> Exercise instructions: Each line of the listing below containing the word "that" should be returned.

> Extracted material:

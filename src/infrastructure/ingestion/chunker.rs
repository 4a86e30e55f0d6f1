//! Boundary-aware overlapping chunker

use crate::domain::ingestion::{ChunkMetadata, ChunkingConfig, DocumentChunk};
use crate::domain::DomainError;

/// Characters that end a sentence
const SENTENCE_TERMINATORS: [char; 3] = ['.', '?', '!'];

/// Splits text into overlapping windows of characters, preferring to cut
/// after a sentence terminator and falling back to the last whitespace
#[derive(Debug, Clone, Copy)]
pub struct TextChunker {
    config: ChunkingConfig,
}

impl TextChunker {
    /// Create a chunker, rejecting configurations that cannot make progress
    pub fn new(config: ChunkingConfig) -> Result<Self, DomainError> {
        config.validate()?;
        Ok(Self { config })
    }

    pub fn config(&self) -> ChunkingConfig {
        self.config
    }

    /// Chunk `text`, tagging every chunk with the file identity
    ///
    /// Offsets are character offsets. Windows that are whitespace only are
    /// skipped and do not consume a chunk id.
    pub fn chunk(&self, text: &str, file_id: i64, filename: &str) -> Vec<DocumentChunk> {
        let chars: Vec<char> = text.chars().collect();
        let len = chars.len();
        let ChunkingConfig {
            chunk_size,
            chunk_overlap,
        } = self.config;

        let mut chunks = Vec::new();
        let mut cursor = 0;

        while cursor < len {
            let window_end = (cursor + chunk_size).min(len);
            let reaches_end = window_end == len;
            let window = &chars[cursor..window_end];

            let window_len = if reaches_end {
                window.len()
            } else {
                boundary_len(window, chunk_size)
            };

            let piece: String = window[..window_len].iter().collect();
            let trimmed = piece.trim();

            if !trimmed.is_empty() {
                let metadata = ChunkMetadata::new(
                    file_id,
                    filename,
                    chunks.len(),
                    cursor,
                    cursor + window_len,
                );
                chunks.push(DocumentChunk::new(trimmed, metadata));
            }

            // The remainder is already covered; stepping back by the overlap
            // would only re-emit a suffix of this window.
            if reaches_end {
                break;
            }

            cursor += window_len.saturating_sub(chunk_overlap).max(1);
        }

        chunks
    }
}

/// Length of the window after cutting at the preferred boundary
fn boundary_len(window: &[char], chunk_size: usize) -> usize {
    let sentence_end = window
        .iter()
        .rposition(|c| SENTENCE_TERMINATORS.contains(c));

    if let Some(idx) = sentence_end {
        if idx * 2 >= chunk_size {
            return idx + 1;
        }
    }

    match window.iter().rposition(|c| c.is_whitespace()) {
        Some(idx) if idx > 0 => idx,
        _ => window.len(),
    }
}

/// Validate `config` and chunk `text` in one step
pub fn chunk_text(
    text: &str,
    config: ChunkingConfig,
    file_id: i64,
    filename: &str,
) -> Result<Vec<DocumentChunk>, DomainError> {
    Ok(TextChunker::new(config)?.chunk(text, file_id, filename))
}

> Output for this exercise:
/// Characters that end a sentence
    /// Create a chunker, rejecting configurations that cannot make progress
    /// Offsets are character offsets. Windows that are whitespace only are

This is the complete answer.